Stored dataset items
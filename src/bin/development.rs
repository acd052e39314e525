use std::process::ExitCode;

fn main() -> ExitCode {
    parity::cli::run_binstub(parity::environment::DEVELOPMENT)
}
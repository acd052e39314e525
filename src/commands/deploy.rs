//! Git push deploys with migrations

use crate::config::Config;
use crate::environment::Environment;
use crate::migrations::{MigrationChecker, ProjectShape};
use crate::remote::remote_command;
use crate::runner::{CommandLine, ProcessRunner};
use tracing::{debug, error, info};

/// How a deploy ended
#[derive(Debug, Clone, Copy, PartialEq, Eq)]
enum DeployOutcome {
    PushFailed,
    PushedNoMigrationNeeded,
    PushedAndMigrated { migrated: bool },
}

impl DeployOutcome {
    const fn succeeded(self) -> bool {
        match self {
            Self::PushFailed => false,
            Self::PushedNoMigrationNeeded => true,
            Self::PushedAndMigrated { migrated } => migrated,
        }
    }
}

/// Push, then migrate and restart when the push shipped new migrations
pub struct DeployWorkflow<'a> {
    runner: &'a dyn ProcessRunner,
    checker: MigrationChecker<'a>,
    config: &'a Config,
}

impl<'a> DeployWorkflow<'a> {
    /// Create a workflow
    #[must_use]
    pub fn new(runner: &'a dyn ProcessRunner, shape: &'a dyn ProjectShape, config: &'a Config) -> Self {
        Self {
            runner,
            checker: MigrationChecker::new(runner, shape, config),
            config,
        }
    }

    /// Deploy to `environment`.
    ///
    /// Pending migrations are detected before pushing: once pushed, the
    /// remote branch matches the local one and the diff is empty.
    pub fn run(&self, environment: &Environment) -> bool {
        info!("Deploying to {}", environment);

        let needs_migration = self.checker.looks_like_migratable_app()
            && self
                .checker
                .has_pending_migrations(environment, environment.migration_compare_ref());
        debug!("Migration needed after push: {}", needs_migration);

        let outcome = if !self.runner.spawn(&push_command(environment)) {
            error!("Push to {} failed", environment);
            DeployOutcome::PushFailed
        } else if needs_migration {
            DeployOutcome::PushedAndMigrated {
                migrated: self.migrate(environment),
            }
        } else {
            DeployOutcome::PushedNoMigrationNeeded
        };

        info!("Deploy to {} finished: {:?}", environment, outcome);
        outcome.succeeded()
    }

    fn migrate(&self, environment: &Environment) -> bool {
        info!("Running migrations on {}", environment);
        let steps = [
            remote_command(
                self.config,
                environment,
                std::iter::once("run").chain(self.config.app.migrate_task.split_whitespace()),
            ),
            remote_command(self.config, environment, ["restart"]),
        ];

        let migrated = self.runner.spawn_chain(&steps);
        if !migrated {
            error!("Migrating {} failed", environment);
        }
        migrated
    }
}

/// Production ships `master`; any other environment gets the current commit
/// force-pushed onto its `master`.
fn push_command(environment: &Environment) -> CommandLine {
    if environment.is_production() {
        CommandLine::new("git").args(["push", environment.as_str(), "master"])
    } else {
        CommandLine::new("git").args(["push", environment.as_str(), "HEAD:master", "--force"])
    }
}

What is required: Every line in the records above with the string "succeeded" in it should be shown.

Result:
    const fn succeeded(self) -> bool {
        outcome.succeeded()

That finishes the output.